Ou alors, et c’est une deuxième remarque, le regard que tu portes sur le collectif t’amène à penser qu’il repose sur du fake. Après tout, on te pressure pour privilégier les intérêts de court terme d’une seule des parties prenantes, en te faisant miroiter un soi-disant projet d’entreprise qu’on foule du pied à chaque pas, alors ne soyons pas étonné que tu sois devenu un mercenaire.

Peut-être une troisième remarque aussi. Peut-être considères tu que le bien être est un dû et que tu n’es pas prêt à faire les efforts que toute activité professionnelle requiert. L’épanouissement du clown à la fin de son spectacle, lorsqu’il fait révérence face à une standing ovation, c’est aussi une révérence aux heures d’efforts sans relâche qui l’ont amené là.

Ou peut-être certains oublient-ils naïvement que toute activité est soumise à des contraintes, qu’on le veuille ou non…

Dit plus simplement, l’épanouissement individuel dans un collectif ne peut se faire en s’affranchissant complètement de l’intérêt de ce même collectif, sauf à s’en exclure.

En témoigne cette anecdote d’un ami proche qui assumait des responsabilités IT dans une entreprise en vue. Ah ces « dev ops » qui prennent les tickets comme bon leur semble, parce que le sujet leur plaît ou leur convient mieux, indépendamment de ce qu’exige la situation ou d’un ordre de priorité.

… au motif que le grand chef clame haut et fort qu’on est là pour se faire plaisir…

Cela a des conséquences. Par exemple, la dégradation du service puisque ce qui devrait être fait n’est pas mis en priorité ou bien l’entretien d’un marché de dupes « tu es là pour te faire plaisir ».

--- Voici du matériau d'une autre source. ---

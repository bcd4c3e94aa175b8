//! C# source generation for tagged-union schemas.
//!
//! This crate turns validated schemas into C# source: an abstract record per
//! union, a sealed record per variant, a companion enum, and the formatting,
//! parsing, and conversion members that go with them.
//!
//! # Features
//!
//! - `parallel` - Process candidate batches on the rayon thread pool
//!
//! # Example
//!
//! ```ignore
//! use sumgen_codegen::{load_candidates, Generator};
//!
//! let candidates = load_candidates(&json)?;
//! let output = Generator::new()?.run(&candidates)?;
//! for file in &output.files {
//!     println!("{}:\n{}", file.hint_name, file.content);
//! }
//! ```

pub mod error;
pub mod generators;
pub mod options;
pub mod pipeline;

pub use error::{CodegenError, Result};
pub use generators::{CSharpEmitter, CodeEmitter, CodeWriter, GeneratedFile, TemplateEngine};
pub use options::GeneratorOptions;
pub use pipeline::{
    load_candidates, FailedSchema, GenerationOutput, Generator, SchemaOutcome, SkippedSchema,
};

Ca ne marche pas comme ça. Une entreprise n’est pas une colonie de vacances où chacun fait ce qui lui plaît. Mais où chacun doit faire ce qu’il faut. Pas parce que ça l’arrange mais parce que c’est son job. Celui pour lequel, accessoirement, il est payé. Et parce que c’est la contribution qu’on attend de lui pour la réussite du projet collectif.

Ces remarques nous renvoient à cette éternelle question du bien commun dont de La Soujeole et Morin affirmaient[2] que « c’est en lui que se résout la possible antinomie personne-communauté ».

L’entreprise a-t-elle su en créer les conditions c’est-à-dire faire en sorte que son projet, sa raison d’être, sa mission, son ambition, bref ce qu’elle est, fait et veut devenir, soit vécu comme un bien commun par toutes les parties prenantes ? Et alors, les régulations et les équilibres sont possibles.

La recherche d’épanouissement personnel n’y est alors pas incompatible avec l’intérêt collectif car chacun aura un guide pour ses propres arbitrages et saura trouver de justes équilibres.

Ou pas. Dans ce cas, seul le rapport de force prévaut et chacun prend à qui il peut avant d’entreprendre. Ou chacun tire la couverture à soi au détriment de l’intérêt des autres, estimant que l’entreprise n’est pas le sujet mais l’objet de ses propres intérêts. Règnent alors les logiques d’asservissement, dans lesquelles la quête d’épanouissement des uns est rarement totalement compatible avec l’intérêt du tout.

En résumé, la quête d’épanouissement personnel est compatible avec l’intérêt collectif dès lors que cet intérêt collectif est considéré comme un bien commun.  Chacun saura alors faire ce qu’il faut avant ce qui l’arrange. A l’inverse, seuls les rapports de force prévaudront et le collectif sera illusion.

J’ai bon chef ?

Oui tu as bon mais on ne va pas en faire toute une histoire.

[1] Marten Scheffer, Ingrid van de Leemput, Els Weinans, Johan Bollen (2021) “The rise and fall of rationality in language”

https://doi.org/10.1073/pnas.2107848118

[2] de La Soujeole, B.-D., & Morin, R. (2008). Le bien commun et la relation personne-communauté: tradition dominicaine et modernité. Etat et bien commun: perspectives historiques et enjeux éthico-politiques (pp. 199-216). Berne: Peter Lang SA.